Bianca’s role is somewhere between employee and guest. Although there is a clear barrier between her and the female members of the family, she isn’t popular with the other employees, who see her as ‘above her station’. So Bianca is both involved and apart – and this starts her down her trail of observing the household members.

This is a cleverly written book. It starts out very focused on Bianca’s everyday experiences – her work, her efforts at getting to know the family. It then slowly turns more insular, and we learn more of Bianca’s developing thoughts – thoughts that distract and consume her. Her art, her main concern and occupation at the start, changes over time as her inner thoughts become her chief affair. She is oblivious to the danger in this – while ruminating over the lives of the family she lives with, she does not observe the risk in her situation.
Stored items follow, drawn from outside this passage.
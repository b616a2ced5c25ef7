//! In-memory control plane for tests. Built with the `mock` feature.
//!
//! Serves a mutable [`MockState`] through the [`ControlPlane`] trait. Calls
//! can be made to fail by operation (`"list_nodes"`) or by operation and
//! entity (`"node_info:n1"`), can be slowed down with a fixed latency, and
//! are counted so tests can assert which requests were (not) issued.

use std::collections::{HashMap, HashSet};
use std::sync::atomic::{AtomicUsize, Ordering};
use std::sync::{Mutex, RwLock};
use std::time::Duration;

use crate::client::{ClientFuture, ControlPlane};
use crate::error::{ClientError, ClientResult};
use crate::options::ReadOptions;
use crate::types::*;

/// Data served by [`MockControlPlane`].
#[derive(Debug, Clone, Default)]
pub struct MockState {
    /// Leader address; `None` makes the leader query fail.
    pub leader: Option<String>,
    pub peers: Vec<String>,
    pub nodes: Vec<NodeListStub>,
    pub node_details: HashMap<NodeId, Node>,
    pub node_allocations: HashMap<NodeId, Vec<Allocation>>,
    pub node_stats: HashMap<NodeId, HostStats>,
    pub allocations: Vec<AllocationListStub>,
    pub allocation_details: HashMap<AllocationId, Allocation>,
    pub allocation_stats: HashMap<AllocationId, AllocResourceUsage>,
    pub jobs: Vec<JobListStub>,
    pub evaluations: Vec<Evaluation>,
    pub deployments: Vec<Deployment>,
    pub agent: AgentSelf,
    /// Operations (or `operation:entity` keys) that return HTTP 500.
    pub failures: HashSet<String>,
    /// Delay applied to every call.
    pub latency: Duration,
}

/// [`ControlPlane`] backed by a [`MockState`].
#[derive(Debug)]
pub struct MockControlPlane {
    address: String,
    state: RwLock<MockState>,
    calls: Mutex<HashMap<String, usize>>,
    in_flight: AtomicUsize,
    max_in_flight: AtomicUsize,
}

/// Decrements the in-flight counter when a call finishes.
struct InFlight<'a>(&'a AtomicUsize);

impl Drop for InFlight<'_> {
    fn drop(&mut self) {
        self.0.fetch_sub(1, Ordering::SeqCst);
    }
}

impl MockControlPlane {
    /// Create a mock answering for `address` with the given state.
    pub fn new(address: &str, state: MockState) -> Self {
        Self {
            address: address.to_string(),
            state: RwLock::new(state),
            calls: Mutex::new(HashMap::new()),
            in_flight: AtomicUsize::new(0),
            max_in_flight: AtomicUsize::new(0),
        }
    }

    /// Mutate the served state between scrapes.
    pub fn update(&self, f: impl FnOnce(&mut MockState)) {
        let mut state = self.state.write().unwrap_or_else(|e| e.into_inner());
        f(&mut state);
    }

    /// Number of calls made for an operation (`"node_info"`) or for one
    /// entity (`"node_info:n1"`).
    pub fn calls(&self, key: &str) -> usize {
        let calls = self.calls.lock().unwrap_or_else(|e| e.into_inner());
        calls.get(key).copied().unwrap_or(0)
    }

    /// Highest number of calls that were in progress at the same time.
    pub fn max_in_flight(&self) -> usize {
        self.max_in_flight.load(Ordering::SeqCst)
    }

    /// Forget recorded call counts and the in-flight high-water mark.
    pub fn reset_calls(&self) {
        self.calls
            .lock()
            .unwrap_or_else(|e| e.into_inner())
            .clear();
        self.max_in_flight.store(0, Ordering::SeqCst);
    }

    fn record(&self, op: &str, entity: Option<&str>) {
        let mut calls = self.calls.lock().unwrap_or_else(|e| e.into_inner());
        *calls.entry(op.to_string()).or_insert(0) += 1;
        if let Some(entity) = entity {
            *calls.entry(format!("{op}:{entity}")).or_insert(0) += 1;
        }
    }

    /// Resolve a call against the current state, then serve it after the
    /// configured latency.
    fn respond<T, F>(&self, op: &'static str, entity: Option<&str>, lookup: F) -> ClientFuture<'_, T>
    where
        T: Send + 'static,
        F: FnOnce(&MockState) -> Option<T>,
    {
        self.record(op, entity);
        let path = match entity {
            Some(entity) => format!("mock://{op}/{entity}"),
            None => format!("mock://{op}"),
        };

        let (result, latency) = {
            let state = self.state.read().unwrap_or_else(|e| e.into_inner());
            let failing = state.failures.contains(op)
                || entity.is_some_and(|e| state.failures.contains(&format!("{op}:{e}")));
            let result: ClientResult<T> = if failing {
                Err(ClientError::Status {
                    path,
                    status: 500,
                    body: "injected failure".to_string(),
                })
            } else {
                lookup(&state).ok_or(ClientError::Status {
                    path,
                    status: 404,
                    body: "not found".to_string(),
                })
            };
            (result, state.latency)
        };

        Box::pin(async move {
            let now = self.in_flight.fetch_add(1, Ordering::SeqCst) + 1;
            self.max_in_flight.fetch_max(now, Ordering::SeqCst);
            let _guard = InFlight(&self.in_flight);
            if !latency.is_zero() {
                tokio::time::sleep(latency).await;
            }
            result
        })
    }
}

impl ControlPlane for MockControlPlane {
    fn address(&self) -> &str {
        &self.address
    }

    fn leader(&self) -> ClientFuture<'_, String> {
        self.respond("leader", None, |s| s.leader.clone())
    }

    fn peers(&self) -> ClientFuture<'_, Vec<String>> {
        self.respond("peers", None, |s| Some(s.peers.clone()))
    }

    fn list_nodes(&self, _opts: ReadOptions) -> ClientFuture<'_, Vec<NodeListStub>> {
        self.respond("list_nodes", None, |s| Some(s.nodes.clone()))
    }

    fn node_info<'a>(&'a self, node_id: &'a str, _opts: ReadOptions) -> ClientFuture<'a, Node> {
        self.respond("node_info", Some(node_id), |s| {
            s.node_details.get(node_id).cloned()
        })
    }

    fn node_allocations<'a>(
        &'a self,
        node_id: &'a str,
        _opts: ReadOptions,
    ) -> ClientFuture<'a, Vec<Allocation>> {
        self.respond("node_allocations", Some(node_id), |s| {
            Some(s.node_allocations.get(node_id).cloned().unwrap_or_default())
        })
    }

    fn node_stats<'a>(
        &'a self,
        node_id: &'a str,
        _opts: ReadOptions,
    ) -> ClientFuture<'a, HostStats> {
        self.respond("node_stats", Some(node_id), |s| s.node_stats.get(node_id).cloned())
    }

    fn list_allocations(&self, _opts: ReadOptions) -> ClientFuture<'_, Vec<AllocationListStub>> {
        self.respond("list_allocations", None, |s| Some(s.allocations.clone()))
    }

    fn allocation_info<'a>(
        &'a self,
        alloc_id: &'a str,
        _opts: ReadOptions,
    ) -> ClientFuture<'a, Allocation> {
        self.respond("allocation_info", Some(alloc_id), |s| {
            s.allocation_details.get(alloc_id).cloned()
        })
    }

    fn allocation_stats<'a>(
        &'a self,
        alloc: &'a Allocation,
        _opts: ReadOptions,
    ) -> ClientFuture<'a, AllocResourceUsage> {
        self.respond("allocation_stats", Some(&alloc.id), |s| {
            s.allocation_stats.get(&alloc.id).cloned()
        })
    }

    fn list_jobs(&self, _opts: ReadOptions) -> ClientFuture<'_, Vec<JobListStub>> {
        self.respond("list_jobs", None, |s| Some(s.jobs.clone()))
    }

    fn list_evaluations(&self, _opts: ReadOptions) -> ClientFuture<'_, Vec<Evaluation>> {
        self.respond("list_evaluations", None, |s| Some(s.evaluations.clone()))
    }

    fn list_deployments(&self, _opts: ReadOptions) -> ClientFuture<'_, Vec<Deployment>> {
        self.respond("list_deployments", None, |s| Some(s.deployments.clone()))
    }

    fn agent_self(&self) -> ClientFuture<'_, AgentSelf> {
        self.respond("agent_self", None, |s| Some(s.agent.clone()))
    }
}

// ── Fixtures ──────────────────────────────────────────────────────

/// A node list entry with the given status, on a supported version.
pub fn node_stub(id: &str, name: &str, datacenter: &str, status: &str) -> NodeListStub {
    NodeListStub {
        id: id.to_string(),
        name: name.to_string(),
        node_class: "general".to_string(),
        datacenter: datacenter.to_string(),
        version: "1.6.1".to_string(),
        status: status.to_string(),
        drain: false,
        scheduling_eligibility: "eligible".to_string(),
    }
}

/// Node detail matching [`node_stub`], with fixed capacity.
pub fn node_detail(stub: &NodeListStub) -> Node {
    Node {
        id: stub.id.clone(),
        name: stub.name.clone(),
        datacenter: stub.datacenter.clone(),
        node_class: stub.node_class.clone(),
        status: stub.status.clone(),
        resources: Resources {
            cpu: 4000,
            memory_mb: 8192,
            disk_mb: 100_000,
            iops: 150,
        },
    }
}

/// An allocation list entry.
pub fn allocation_stub(
    id: &str,
    node_id: &str,
    desired_status: &str,
    client_status: &str,
) -> AllocationListStub {
    AllocationListStub {
        id: id.to_string(),
        name: format!("web.frontend[{id}]"),
        node_id: node_id.to_string(),
        job_id: "web".to_string(),
        job_version: 1,
        task_group: "frontend".to_string(),
        desired_status: desired_status.to_string(),
        client_status: client_status.to_string(),
    }
}

/// Allocation detail for a stub: a `service` job with one `nginx` task.
pub fn allocation_detail(stub: &AllocationListStub) -> Allocation {
    let mut task_states = HashMap::new();
    task_states.insert(
        "nginx".to_string(),
        TaskState {
            state: stub.client_status.clone(),
            failed: false,
            restarts: 0,
        },
    );
    Allocation {
        id: stub.id.clone(),
        name: stub.name.clone(),
        node_id: stub.node_id.clone(),
        job_id: stub.job_id.clone(),
        job: Job {
            id: stub.job_id.clone(),
            name: stub.job_id.clone(),
            job_type: "service".to_string(),
            version: stub.job_version,
            region: "global".to_string(),
        },
        task_group: stub.task_group.clone(),
        resources: Resources {
            cpu: 500,
            memory_mb: 256,
            disk_mb: 0,
            iops: 0,
        },
        desired_status: stub.desired_status.clone(),
        client_status: stub.client_status.clone(),
        task_states,
    }
}

/// Resource usage for an allocation with one `nginx` task.
pub fn allocation_usage(cpu_percent: f64, rss: u64) -> AllocResourceUsage {
    let usage = ResourceUsage {
        memory_stats: MemoryStats {
            rss,
            cache: 0,
            swap: 0,
        },
        cpu_stats: CpuStats {
            system_mode: 1.0,
            user_mode: 2.0,
            total_ticks: 120.0,
            throttled_periods: 0,
            throttled_time: 0,
            percent: cpu_percent,
        },
    };
    let mut tasks = HashMap::new();
    tasks.insert(
        "nginx".to_string(),
        TaskResourceUsage {
            resource_usage: usage.clone(),
        },
    );
    AllocResourceUsage {
        resource_usage: usage,
        tasks,
    }
}

#[cfg(test)]
mod tests {
    use super::*;

    fn state() -> MockState {
        let n1 = node_stub("n1", "client-1", "dc1", NODE_STATUS_READY);
        let mut state = MockState {
            leader: Some("127.0.0.1:4647".to_string()),
            ..Default::default()
        };
        state.node_details.insert("n1".to_string(), node_detail(&n1));
        state.nodes.push(n1);
        state
    }

    #[tokio::test]
    async fn serves_state_and_counts_calls() {
        let mock = MockControlPlane::new("http://127.0.0.1:4646", state());

        assert_eq!(mock.leader().await.unwrap(), "127.0.0.1:4647");
        let nodes = mock.list_nodes(ReadOptions::stale()).await.unwrap();
        assert_eq!(nodes.len(), 1);
        let node = mock.node_info("n1", ReadOptions::stale()).await.unwrap();
        assert_eq!(node.resources.memory_mb, 8192);

        assert_eq!(mock.calls("list_nodes"), 1);
        assert_eq!(mock.calls("node_info"), 1);
        assert_eq!(mock.calls("node_info:n1"), 1);
        assert_eq!(mock.calls("node_stats"), 0);
    }

    #[tokio::test]
    async fn missing_entity_is_not_found() {
        let mock = MockControlPlane::new("http://127.0.0.1:4646", state());
        let err = mock.node_info("n2", ReadOptions::stale()).await.unwrap_err();
        assert!(matches!(err, ClientError::Status { status: 404, .. }));
    }

    #[tokio::test]
    async fn injected_failures_by_operation_and_entity() {
        let mock = MockControlPlane::new("http://127.0.0.1:4646", state());
        mock.update(|s| {
            s.failures.insert("node_info:n1".to_string());
            s.failures.insert("list_jobs".to_string());
        });

        assert!(mock.node_info("n1", ReadOptions::stale()).await.is_err());
        assert!(mock.list_jobs(ReadOptions::stale()).await.is_err());
        assert!(mock.list_nodes(ReadOptions::stale()).await.is_ok());
    }

    #[tokio::test]
    async fn missing_leader_fails() {
        let mock = MockControlPlane::new("http://127.0.0.1:4646", MockState::default());
        assert!(mock.leader().await.is_err());
    }

    #[tokio::test]
    async fn node_name_prefers_member_name() {
        let mock = MockControlPlane::new("http://127.0.0.1:4646", state());
        mock.update(|s| {
            s.agent.config.datacenter = "dc1".to_string();
            s.agent.config.node_name = "config-name".to_string();
        });
        assert_eq!(mock.node_name().await.unwrap(), "config-name");
        assert_eq!(mock.datacenter().await.unwrap(), "dc1");

        mock.update(|s| s.agent.member.name = "server-1.global".to_string());
        assert_eq!(mock.node_name().await.unwrap(), "server-1.global");
    }
}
I read the last few pages of the book in a great rush, fascinated by the ending. It was very good, and exceptionally well done. As a historical novel, it offers an insight into Milan in the nineteenth century. There is political unrest, as well as a lot of detail on the lives and choices available to women of different classes. Even though it is a historic novel, it feels more like a drama or even a mystery. I was really impressed. I highly recommend this book.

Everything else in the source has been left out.